The Uvalde school district’s chief of police, McCraw claimed, had made the decision that there was no longer an active shooter in the elementary school. The gunman was instead treated as a “barricaded subject,” McCraw said, which was why the focus of the officers on the scene was on preventing the parents from attempting to rescue their children, rather than on engaging the killer.
The shooter, however, was still actively murdering children. According to a timeline provided by McCraw, students made a series of 911 calls while the gunman was in the building. At 12:03 p.m., a student called 911 to whisper that she was in the classroom. She called again at 12:10 to report that multiple classmates were dead. At 12:13 she called the emergency line again, then did so again three minutes later, when she told the dispatcher that eight or nine of her classmates were still alive. At 12:19, another student called from a different classroom. On yet another call, two minutes later, the dispatcher heard three shots. At 12:36, there was still another call from inside the school, followed by another at 12:43, when a student asked for help from police. At 12:47, a child begged the dispatcher, “please send police now.” The gunman was killed by a SWAT team from Customs and Border Protection at 12:50 p.m.
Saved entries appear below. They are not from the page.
mod expander;

pub use expander::{normalize, PathExpander};

#[derive(Debug)]
pub enum PathError {
    HomeDirNotFound,
}

impl std::fmt::Display for PathError {
    fn fmt(&self, f: &mut std::fmt::Formatter<'_>) -> std::fmt::Result {
        match self {
            PathError::HomeDirNotFound => write!(f, "Home directory not found"),
        }
    }
}

impl std::error::Error for PathError {}
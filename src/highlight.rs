use inksac::prelude::*;

use crate::parser::{PARALLEL, REDIRECT, SEQUENCE};

#[derive(Debug, Clone, Copy)]
enum Token {
    Command,
    Operator,
    Flag,
}

#[derive(Debug, Clone, Copy)]
pub struct SyntaxHighlighter {
    color_support: ColorSupport,
}

impl Default for SyntaxHighlighter {
    fn default() -> Self {
        Self::new()
    }
}

impl SyntaxHighlighter {
    pub fn new() -> Self {
        let support = check_color_support().unwrap_or(ColorSupport::NoColor);
        Self {
            color_support: support,
        }
    }

    pub fn plain() -> Self {
        Self {
            color_support: ColorSupport::NoColor,
        }
    }

    fn enabled(&self) -> bool {
        !matches!(self.color_support, ColorSupport::NoColor)
    }

    /// Colors command names, operators and flags. Whitespace is preserved so
    /// the cursor position in the editor stays valid.
    pub fn highlight_line(&self, input: &str) -> String {
        if !self.enabled() {
            return input.to_string();
        }

        let mut result = String::with_capacity(input.len());
        let mut word = String::new();
        let mut expect_command = true;

        let flush = |word: &mut String, result: &mut String, expect_command: &mut bool| {
            if word.is_empty() {
                return;
            }
            if *expect_command {
                result.push_str(&self.paint(word, Token::Command));
                *expect_command = false;
            } else if word.starts_with('-') {
                result.push_str(&self.paint(word, Token::Flag));
            } else {
                result.push_str(word);
            }
            word.clear();
        };

        for c in input.chars() {
            if c == PARALLEL || c == SEQUENCE || c == REDIRECT {
                flush(&mut word, &mut result, &mut expect_command);
                result.push_str(&self.paint(&c.to_string(), Token::Operator));
                // The word after `>` is a file, not a command.
                expect_command = c != REDIRECT;
            } else if c.is_whitespace() {
                flush(&mut word, &mut result, &mut expect_command);
                result.push(c);
            } else {
                word.push(c);
            }
        }
        flush(&mut word, &mut result, &mut expect_command);

        result
    }

    fn paint(&self, text: &str, token: Token) -> String {
        let style = match token {
            Token::Command => Style::builder().foreground(Color::Cyan).bold().build(),
            Token::Operator => Style::builder().foreground(Color::Magenta).bold().build(),
            Token::Flag => Style::builder().foreground(Color::Yellow).build(),
        };
        text.style(style).to_string()
    }

    pub fn highlight_prompt(&self, prompt: &str) -> String {
        if !self.enabled() {
            return prompt.to_string();
        }

        let prompt_style = Style::builder().foreground(Color::Green).bold().build();
        prompt.style(prompt_style).to_string()
    }

    pub fn highlight_error(&self, error: &str) -> String {
        if !self.enabled() {
            return error.to_string();
        }

        let error_style = Style::builder()
            .foreground(Color::Red)
            .bold()
            .build();

        error.style(error_style).to_string()
    }

    pub fn highlight_hint(&self, hint: &str) -> String {
        if !self.enabled() {
            return hint.to_string();
        }

        let hint_style = Style::builder()
            .foreground(Color::RGB(128, 128, 128))
            .build();

        hint.style(hint_style).to_string()
    }
}
use std::collections::BTreeMap;
use std::io::Write;

mod cat;
mod cd;
mod echo;
mod exit;
mod ls;
mod pwd;

pub use cat::CatCommand;
pub use cd::CdCommand;
pub use echo::EchoCommand;
pub use exit::{ExitCommand, FAREWELL};
pub use ls::LsCommand;
pub use pwd::PwdCommand;

use crate::core::state::SessionState;
use crate::process::ProcessError;

#[derive(Debug)]
pub enum CommandError {
    NotFound(String),
    DirectoryNotFound,
    PermissionDenied(String),
    InvalidArguments(String),
    Redirect(String, std::io::Error),
    ProcessError(ProcessError),
    ExecutionError(String),
    IoError(std::io::Error),
}

impl std::fmt::Display for CommandError {
    fn fmt(&self, f: &mut std::fmt::Formatter<'_>) -> std::fmt::Result {
        match self {
            CommandError::NotFound(cmd) => write!(f, "{}: command not found", cmd),
            CommandError::DirectoryNotFound => write!(f, "directory not found"),
            CommandError::PermissionDenied(cmd) if cmd.is_empty() => {
                write!(f, "permission denied")
            }
            CommandError::PermissionDenied(cmd) => write!(f, "{}: permission denied", cmd),
            CommandError::InvalidArguments(msg) => write!(f, "{}", msg),
            CommandError::Redirect(target, e) => {
                write!(f, "cannot write to file {}: {}", target, e)
            }
            CommandError::ProcessError(e) => write!(f, "execution error: {}", e),
            CommandError::ExecutionError(msg) => write!(f, "{}", msg),
            CommandError::IoError(e) => write!(f, "IO error: {}", e),
        }
    }
}

impl std::error::Error for CommandError {}

impl From<std::io::Error> for CommandError {
    fn from(err: std::io::Error) -> Self {
        CommandError::IoError(err)
    }
}

impl From<ProcessError> for CommandError {
    fn from(err: ProcessError) -> Self {
        match err {
            ProcessError::CommandNotFound(cmd) => CommandError::NotFound(cmd),
            other => CommandError::ProcessError(other),
        }
    }
}

/// A command implemented inside the shell.
///
/// Everything a built-in prints goes to `out`, which is the console for a
/// plain command and the target file for a redirected one.
pub trait Command {
    fn execute(
        &self,
        state: &SessionState,
        args: &[String],
        out: &mut dyn Write,
    ) -> Result<(), CommandError>;
}

#[derive(Debug, Clone)]
enum CommandType {
    Exit(ExitCommand),
    Pwd(PwdCommand),
    Cd(CdCommand),
    Cat(CatCommand),
    Ls(LsCommand),
    Echo(EchoCommand),
}

impl Command for CommandType {
    fn execute(
        &self,
        state: &SessionState,
        args: &[String],
        out: &mut dyn Write,
    ) -> Result<(), CommandError> {
        match self {
            CommandType::Exit(cmd) => cmd.execute(state, args, out),
            CommandType::Pwd(cmd) => cmd.execute(state, args, out),
            CommandType::Cd(cmd) => cmd.execute(state, args, out),
            CommandType::Cat(cmd) => cmd.execute(state, args, out),
            CommandType::Ls(cmd) => cmd.execute(state, args, out),
            CommandType::Echo(cmd) => cmd.execute(state, args, out),
        }
    }
}

/// Name to handler table for the built-ins. Lookups are case-sensitive.
#[derive(Debug, Clone)]
pub struct BuiltinRegistry {
    commands: BTreeMap<&'static str, CommandType>,
}

impl Default for BuiltinRegistry {
    fn default() -> Self {
        Self::new()
    }
}

impl BuiltinRegistry {
    pub fn new() -> Self {
        let mut commands = BTreeMap::new();
        commands.insert("exit", CommandType::Exit(ExitCommand::new()));
        commands.insert("pwd", CommandType::Pwd(PwdCommand::new()));
        commands.insert("cd", CommandType::Cd(CdCommand::new()));
        commands.insert("cat", CommandType::Cat(CatCommand::new()));
        commands.insert("ls", CommandType::Ls(LsCommand::new()));
        commands.insert("echo", CommandType::Echo(EchoCommand::new()));
        Self { commands }
    }

    pub fn is_builtin(&self, command: &str) -> bool {
        self.commands.contains_key(command)
    }

    pub fn names(&self) -> impl Iterator<Item = &'static str> + '_ {
        self.commands.keys().copied()
    }

    /// Runs `command` if it is a built-in. `None` means the name is not
    /// registered and the caller has to look elsewhere.
    pub fn execute(
        &self,
        command: &str,
        state: &SessionState,
        args: &[String],
        out: &mut dyn Write,
    ) -> Option<Result<(), CommandError>> {
        let cmd = self.commands.get(command)?;
        log::debug!("builtin {} {:?}", command, args);
        let result = cmd.execute(state, args, out).and_then(|()| {
            out.flush()?;
            Ok(())
        });
        Some(result)
    }
}
use std::{borrow::Cow, path::PathBuf};

use super::{command::CommandCompleter, path::PathCompleter};
use crate::highlight::SyntaxHighlighter;
use crate::parser::{PARALLEL, REDIRECT, SEQUENCE};

use rustyline::{
    completion::{Completer, Pair},
    highlight::{CmdKind, Highlighter},
    hint::Hinter,
    validate::Validator,
    Context, Helper,
};

/// Line-editor helper: completion for command and file names plus syntax
/// highlighting.
#[derive(Debug, Clone)]
pub struct ShellCompleter {
    command_completer: CommandCompleter,
    path_completer: PathCompleter,
    highlighter: SyntaxHighlighter,
}

impl ShellCompleter {
    pub fn new(builtins: impl IntoIterator<Item = &'static str>, current_dir: PathBuf) -> Self {
        ShellCompleter {
            command_completer: CommandCompleter::new(builtins),
            path_completer: PathCompleter::new(current_dir),
            highlighter: SyntaxHighlighter::new(),
        }
    }

    pub fn set_current_dir(&mut self, dir: PathBuf) {
        self.path_completer.set_base_dir(dir);
    }

    fn candidates(&self, line_up_to_cursor: &str, pos: usize) -> (usize, Vec<Pair>) {
        // Only the segment after the last operator matters.
        let segment_start = line_up_to_cursor
            .rfind(&[PARALLEL, SEQUENCE, REDIRECT][..])
            .map_or(0, |idx| idx + 1);
        let after_redirect = line_up_to_cursor[..segment_start].ends_with(REDIRECT);
        let segment = &line_up_to_cursor[segment_start..];

        let word_start = segment
            .char_indices()
            .filter(|(_, c)| c.is_whitespace())
            .last()
            .map_or(segment_start, |(idx, c)| segment_start + idx + c.len_utf8());
        let word = &line_up_to_cursor[word_start..pos];
        let is_first_word = segment[..word_start - segment_start].trim().is_empty();

        if is_first_word && !after_redirect {
            (word_start, self.command_completer.complete_command(word))
        } else {
            (word_start, self.path_completer.complete_path(word))
        }
    }
}

impl Helper for ShellCompleter {}

impl Highlighter for ShellCompleter {
    fn highlight<'l>(&self, line: &'l str, _pos: usize) -> Cow<'l, str> {
        Cow::Owned(self.highlighter.highlight_line(line))
    }

    fn highlight_char(&self, _line: &str, _pos: usize, _kind: CmdKind) -> bool {
        true
    }

    fn highlight_hint<'h>(&self, hint: &'h str) -> Cow<'h, str> {
        Cow::Owned(self.highlighter.highlight_hint(hint))
    }
}

impl Hinter for ShellCompleter {
    type Hint = String;
}

impl Validator for ShellCompleter {}

impl Completer for ShellCompleter {
    type Candidate = Pair;

    fn complete(
        &self,
        line: &str,
        pos: usize,
        _ctx: &Context<'_>,
    ) -> rustyline::Result<(usize, Vec<Pair>)> {
        Ok(self.candidates(&line[..pos], pos))
    }
}
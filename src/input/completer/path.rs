use std::{
    fs,
    path::{Path, PathBuf},
};

use rustyline::completion::Pair;

use crate::path::PathExpander;

/// Completes file names relative to the session directory.
#[derive(Debug, Clone)]
pub struct PathCompleter {
    base_dir: PathBuf,
    path_expander: PathExpander,
}

impl PathCompleter {
    pub fn new(base_dir: PathBuf) -> Self {
        Self {
            base_dir,
            path_expander: PathExpander::new(),
        }
    }

    pub fn set_base_dir(&mut self, base_dir: PathBuf) {
        self.base_dir = base_dir;
    }

    pub fn complete_path(&self, incomplete: &str) -> Vec<Pair> {
        let (typed_dir, file_prefix) = split_input(incomplete);
        let search_dir = match self.path_expander.join(&self.base_dir, typed_dir) {
            Ok(dir) => dir,
            Err(_) => return Vec::new(),
        };

        let Ok(entries) = fs::read_dir(&search_dir) else {
            return Vec::new();
        };

        let mut matches: Vec<Pair> = entries
            .filter_map(Result::ok)
            .filter_map(|entry| {
                let name = entry.file_name().to_str()?.to_string();
                if !name.starts_with(file_prefix) {
                    return None;
                }
                Some(completion_pair(typed_dir, &name, &entry.path()))
            })
            .collect();

        matches.sort_by(|a, b| a.display.cmp(&b.display));
        matches
    }
}

/// Splits `dir/partial` into the directory part as typed and the prefix
/// still being completed.
fn split_input(incomplete: &str) -> (&str, &str) {
    match incomplete.rfind('/') {
        Some(0) => ("/", &incomplete[1..]),
        Some(idx) => (&incomplete[..idx], &incomplete[idx + 1..]),
        None => (".", incomplete),
    }
}

fn completion_pair(typed_dir: &str, name: &str, path: &Path) -> Pair {
    let shown = match typed_dir {
        "." => name.to_string(),
        "/" => format!("/{}", name),
        dir => format!("{}/{}", dir, name),
    };

    if path.is_dir() {
        Pair {
            display: format!("{}/", shown),
            replacement: format!("{}/", shown),
        }
    } else {
        Pair {
            display: shown.clone(),
            replacement: format!("{} ", shown),
        }
    }
}
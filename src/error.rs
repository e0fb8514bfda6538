/// Failures that stop the shell from starting or keep the loop from running.
/// Per-command failures are reported by the executor, never returned here.
#[derive(Debug)]
pub enum ShellError {
    Readline(rustyline::error::ReadlineError),
    Io(std::io::Error),
    FlagError(String),
    CtrlC(String),
}

impl From<rustyline::error::ReadlineError> for ShellError {
    fn from(err: rustyline::error::ReadlineError) -> Self {
        ShellError::Readline(err)
    }
}

impl From<std::io::Error> for ShellError {
    fn from(err: std::io::Error) -> Self {
        ShellError::Io(err)
    }
}

impl From<ctrlc::Error> for ShellError {
    fn from(err: ctrlc::Error) -> Self {
        ShellError::CtrlC(err.to_string())
    }
}

impl std::fmt::Display for ShellError {
    fn fmt(&self, f: &mut std::fmt::Formatter<'_>) -> std::fmt::Result {
        match self {
            ShellError::Readline(e) => write!(f, "Readline error: {}", e),
            ShellError::Io(e) => write!(f, "IO error: {}", e),
            ShellError::FlagError(msg) => write!(f, "Flag error: {}", msg),
            ShellError::CtrlC(msg) => write!(f, "Ctrl-C error: {}", msg),
        }
    }
}

impl std::error::Error for ShellError {}
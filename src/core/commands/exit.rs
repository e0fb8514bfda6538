use std::io::Write;

use super::{Command, CommandError};
use crate::core::state::SessionState;

pub const FAREWELL: &str = "Goodbye!";

#[derive(Debug, Clone)]
pub struct ExitCommand;

impl Default for ExitCommand {
    fn default() -> Self {
        Self::new()
    }
}

impl ExitCommand {
    pub fn new() -> Self {
        Self
    }
}

impl Command for ExitCommand {
    fn execute(
        &self,
        state: &SessionState,
        _args: &[String],
        out: &mut dyn Write,
    ) -> Result<(), CommandError> {
        state.stop();
        writeln!(out, "{}", FAREWELL)?;
        Ok(())
    }
}
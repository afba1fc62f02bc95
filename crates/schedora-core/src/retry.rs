//! C2: retry policy. Pure except for jitter's uniform random source.
//!
//! Grounded on the teacher's `seesaw-job-postgres` backoff
//! (`2i64.pow(attempt).min(3600)`), generalised to the three policies the
//! spec names and parameterised on base/cap instead of hardcoded units.

use crate::job::RetryPolicy;
use chrono::{DateTime, Duration as ChronoDuration, Utc};
use std::time::Duration;

/// `retry_count < max_retries` is the only question this asks; it does
/// not look at job status.
pub fn should_retry(retry_count: i32, max_retries: i32) -> bool {
    retry_count < max_retries
}

/// Computes the delay before the next attempt.
///
/// - `FIXED`: always `base_delay`.
/// - `EXPONENTIAL`: `min(base_delay * 2^retry_count, max_delay)`.
/// - `JITTER`: exponential as above, plus uniform noise in
///   `[0, 0.5 * exponential)`, added *after* the cap — so a jittered delay
///   can exceed `max_delay`.
pub fn compute_delay(
    retry_count: i32,
    policy: RetryPolicy,
    base_delay: Duration,
    max_delay: Duration,
) -> Duration {
    match policy {
        RetryPolicy::Fixed => base_delay,
        RetryPolicy::Exponential => exponential_delay(retry_count, base_delay, max_delay),
        RetryPolicy::Jitter => {
            let exp = exponential_delay(retry_count, base_delay, max_delay);
            let jitter_span = exp.as_secs_f64() * 0.5;
            let jitter = fastrand::f64() * jitter_span;
            exp + Duration::from_secs_f64(jitter)
        }
    }
}

fn exponential_delay(retry_count: i32, base_delay: Duration, max_delay: Duration) -> Duration {
    let factor = 2f64.powi(retry_count.max(0));
    let scaled = base_delay.as_secs_f64() * factor;
    Duration::from_secs_f64(scaled).min(max_delay)
}

/// `now + delay`, the instant a retried job's `scheduled_at` should be set
/// to.
pub fn next_time(now: DateTime<Utc>, delay: Duration) -> DateTime<Utc> {
    now + ChronoDuration::from_std(delay).unwrap_or_else(|_| ChronoDuration::seconds(0))
}

#[cfg(test)]
mod tests {
    use super::*;

    #[test]
    fn should_retry_respects_the_bound() {
        assert!(should_retry(0, 3));
        assert!(should_retry(2, 3));
        assert!(!should_retry(3, 3));
        assert!(!should_retry(4, 3));
    }

    #[test]
    fn fixed_policy_never_changes() {
        let base = Duration::from_secs(10);
        let cap = Duration::from_secs(3600);
        for n in 0..5 {
            assert_eq!(compute_delay(n, RetryPolicy::Fixed, base, cap), base);
        }
    }

    #[test]
    fn exponential_policy_doubles_and_caps() {
        let base = Duration::from_secs(1);
        let cap = Duration::from_secs(10);
        assert_eq!(compute_delay(0, RetryPolicy::Exponential, base, cap), Duration::from_secs(1));
        assert_eq!(compute_delay(1, RetryPolicy::Exponential, base, cap), Duration::from_secs(2));
        assert_eq!(compute_delay(2, RetryPolicy::Exponential, base, cap), Duration::from_secs(4));
        // 2^10 * 1s would be 1024s, capped to 10s.
        assert_eq!(compute_delay(10, RetryPolicy::Exponential, base, cap), cap);
    }

    #[test]
    fn jitter_policy_can_exceed_the_cap() {
        let base = Duration::from_secs(1);
        let cap = Duration::from_secs(4);
        // At retry_count=2 the exponential term is already at the cap (4s);
        // jitter adds up to 0.5 * 4s = 2s on top, so up to 6s, never less
        // than the uncapped exponential term itself.
        for _ in 0..50 {
            let d = compute_delay(2, RetryPolicy::Jitter, base, cap);
            assert!(d >= cap);
            assert!(d <= cap + Duration::from_secs(2));
        }
    }

    #[test]
    fn next_time_adds_the_delay() {
        let now = Utc::now();
        let delay = Duration::from_secs(20);
        let t = next_time(now, delay);
        assert_eq!((t - now).num_seconds(), 20);
    }
}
The actions of police outside of the school during the time when the children were calling 911 can be seen in this video, which began streaming on Facebook Live at 11:54 a.m. and ran until 12:54 p.m. Inside the school, according to the new version of events presented by McCraw, the killer moved freely between two classrooms—not one—in which the callers hid. McCraw did not have an answer for why the information being received by the 911 operators was not conveyed to the incident commander, who, according to McCraw, ordered his nineteen officers on the scene, as well as the Border Patrol tactical team that had arrived by 12:10, to wait until more equipment and more officers arrived.
McCraw also amended Escalon’s account from Thursday of how long the shooter was outside of the building before he entered: now it was five minutes, not twelve. He also changed the story of how the shooter entered the building—rather than through an unlocked door, McCraw now said that a teacher had propped open the door through which the killer entered. Additionally, McCraw offered a new narrative about the school resource officer who he had claimed, two days earlier, exchanged gunfire with the shooter. In the story McCraw told on Friday, this officer did exist but was not on campus at the time the shooter entered. The officer allegedly drove back to the campus, drove past the shooter, and instead confronted a teacher he misidentified as the gunman.
For the first time, McCraw acknowledged that the choice not to send officers into the building during the more than forty minutes in which children called 911 while their classmates bled to death had been “the wrong decision.”
It’s unclear if the narratives advanced by law enforcement officials will continue to change in the days and weeks to come. Will there be consequences for the officials who have offered false versions of the events, or for police commanders who ordered their officers to stand by while children were murdered? That too remains to be seen.
On the floor of the U.S. Senate on Friday afternoon, John Cornyn expressed his gratitude for the “unwavering courage” of the officers on the scene and referenced the “harrowing experience” they endured. It is unclear which version of events Cornyn was referring to.